A literature review has been performed in T2.1 by TUBS. Literature data and references have been collected in a unique document issued as Deliverable D2.1.
All the tasks contributing to the deliverable D2.2 “LTF performance and instability analysis, LTF mechanical design requirements” are closed. The deliverable has been submitted, it includes the detail of the technical activities performed in WP 2 and the list of high-level requirements for test article manufacturing and test rig modification to be performed in WP 3, reviewed with success during the SRR meeting, closed with the achievement of the associated milestone.
Most of the activities of WP3 are completed or close to be closed. The detail design of the test article is completed, with the two design reviews (PDR and CDR) successfully passed and the associated milestones achieved.

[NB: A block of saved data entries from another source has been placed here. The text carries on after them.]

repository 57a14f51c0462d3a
//! Shared domain types.

pub mod types;

pub use types::*;
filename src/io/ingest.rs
//! CSV ingest: turn a tabular source into a batch of named curves.
//!
//! Expected shape: a header row with one `x` column and one or more y-series
//! columns; each y-series becomes one `CurveModel` sharing the x column.
//!
//! Design goals:
//! - **Strict schema**: missing `x` column or malformed numbers fail with
//!   clear, line-numbered errors (exit code 2)
//! - **Deterministic behavior**: column order is preserved
//! - **Separation of concerns**: no fitting or classification logic here

use std::fs::File;
use std::path::Path;

use csv::StringRecord;

use crate::domain::{BatchStats, CurveModel, Point};
use crate::error::AppError;

/// Ingest output: the curves plus summary stats.
#[derive(Debug, Clone)]
pub struct CurveBatch {
    pub curves: Vec<CurveModel>,
    pub stats: BatchStats,
    pub rows_read: usize,
}

/// Load a batch of curves from a CSV file.
pub fn load_curves(path: &Path) -> Result<CurveBatch, AppError> {
    let file = File::open(path).map_err(|e| {
        AppError::invalid_input(format!("Failed to open CSV '{}': {e}", path.display()))
    })?;
    read_curves(file, &path.display().to_string())
}

/// Load test points: the *first* y-series of the batch, taken as (x, y) pairs.
/// Extra y-series in the file are ignored.
pub fn load_test_points(path: &Path) -> Result<Vec<Point>, AppError> {
    let batch = load_curves(path)?;
    let first = batch.curves.into_iter().next().ok_or_else(|| {
        AppError::empty_data(format!("No y-series in test CSV '{}'.", path.display()))
    })?;
    Ok(first.points().collect())
}

/// Parse curves from any reader (`source` is used in error messages only).
pub fn read_curves<R: std::io::Read>(reader: R, source: &str) -> Result<CurveBatch, AppError> {
    let mut reader = csv::ReaderBuilder::new()
        .trim(csv::Trim::All)
        .from_reader(reader);

    let headers = reader
        .headers()
        .map_err(|e| AppError::invalid_input(format!("Failed to read CSV headers: {e}")))?
        .clone();

    let names: Vec<String> = headers.iter().map(normalize_header_name).collect();

    let x_idx = names.iter().position(|n| n == "x").ok_or_else(|| {
        AppError::invalid_input(format!("Missing required column `x` in '{source}'."))
    })?;

    let y_indices: Vec<usize> = (0..names.len()).filter(|&idx| idx != x_idx).collect();
    if y_indices.is_empty() {
        return Err(AppError::empty_data(format!(
            "No y-series columns in '{source}' (only `x`)."
        )));
    }

    let mut xs: Vec<f64> = Vec::new();
    let mut columns: Vec<Vec<f64>> = vec![Vec::new(); y_indices.len()];

    let mut rows_read = 0usize;
    for (idx, result) in reader.records().enumerate() {
        // +2: records() starts after the header row, CSV lines are 1-based.
        let line = idx + 2;
        rows_read += 1;

        let record =
            result.map_err(|e| AppError::invalid_input(format!("{source}:{line}: {e}")))?;

        xs.push(parse_cell(&record, x_idx, "x", source, line)?);

        for (slot, &field_idx) in y_indices.iter().enumerate() {
            let value = parse_cell(&record, field_idx, &names[field_idx], source, line)?;
            columns[slot].push(value);
        }
    }

    if rows_read == 0 {
        return Err(AppError::empty_data(format!("No data rows in '{source}'.")));
    }

    let curves: Vec<CurveModel> = y_indices
        .iter()
        .zip(columns)
        .map(|(&field_idx, ys)| CurveModel::from_tabular(names[field_idx].clone(), &xs, &ys))
        .collect();

    let stats = compute_stats(&curves).ok_or_else(|| {
        AppError::empty_data(format!("No finite samples in '{source}'."))
    })?;

    Ok(CurveBatch {
        curves,
        stats,
        rows_read,
    })
}

fn normalize_header_name(name: &str) -> String {
    // Excel and other tools sometimes emit UTF-8 CSVs with a BOM prefix on the
    // first header (e.g. "﻿x"). If we don't strip it, schema validation will
    // incorrectly report a missing `x` column.
    let name = name.trim().trim_start_matches('\u{feff}');
    name.to_ascii_lowercase()
}

fn parse_cell(
    record: &StringRecord,
    idx: usize,
    name: &str,
    source: &str,
    line: usize,
) -> Result<f64, AppError> {
    let raw = record
        .get(idx)
        .map(str::trim)
        .filter(|s| !s.is_empty())
        .ok_or_else(|| {
            AppError::invalid_input(format!("{source}:{line}: missing value for `{name}`."))
        })?;

    let value: f64 = raw.parse().map_err(|_| {
        AppError::invalid_input(format!(
            "{source}:{line}: invalid number '{raw}' for `{name}`."
        ))
    })?;

    if !value.is_finite() {
        return Err(AppError::invalid_input(format!(
            "{source}:{line}: non-finite value for `{name}`."
        )));
    }

    Ok(value)
}

fn compute_stats(curves: &[CurveModel]) -> Option<BatchStats> {
    let mut x_min = f64::INFINITY;
    let mut x_max = f64::NEG_INFINITY;
    let mut y_min = f64::INFINITY;
    let mut y_max = f64::NEG_INFINITY;
    let mut n_rows = 0usize;

    for curve in curves {
        n_rows = n_rows.max(curve.len());
        for p in curve.points() {
            x_min = x_min.min(p.x);
            x_max = x_max.max(p.x);
            y_min = y_min.min(p.y);
            y_max = y_max.max(p.y);
        }
    }

    if !x_min.is_finite() || !x_max.is_finite() || !y_min.is_finite() || !y_max.is_finite() {
        return None;
    }

    Some(BatchStats {
        n_curves: curves.len(),
        n_rows,
        x_min,
        x_max,
        y_min,
        y_max,
    })
}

Preliminary activities propaedeutical to successful manufacturing and instrumentation activities, such as composite material tests at coupon level, instrumentation trials, manufacturing trials with a dummy mould to check the feasibility of the hybrid blade structure, have also been completed. Pre-test analysis to ensure safe WT operations and effective WT test matrix definition have also been tackled and reported.
At today, objectives as stated in the GA are achieved or going to be achieved. No criticality potentially affecting the project implementation is identified.
Therefore, INFRA setup offers a bypass geometry for a 650 mm fan and up to 2 MW drive power. Together with the new LTF rotor the main result of the project will be a more complete insight regarding LTF aerodynamic and aeroelastic instabilities and related critical conditions, apart from aeroacoustic performance in both nominal operational and critical conditions. Fan instabilities will be created by either throttling the fan into part load operation or by creating a non-axisymmetric inlet flow of the fan. A special advantage of CA3ViAR is the fact, that such inlet distortion will be generated by separated inlet flow rather than by the use of aerodynamic bodies in front of the fan. Indeed, the INFRA-rig will allow CA3ViAR for both.
The build-up of the experimental campaign requires strong expertise in the instrumentation set-up and in the design and manufacturing activities. Furthermore, numerical methods for CFD, aeroelastic and aeroacoustic analysis play a significant role because they complement the experimental activity for a better understanding of the complex coupled flow physics around the LTF.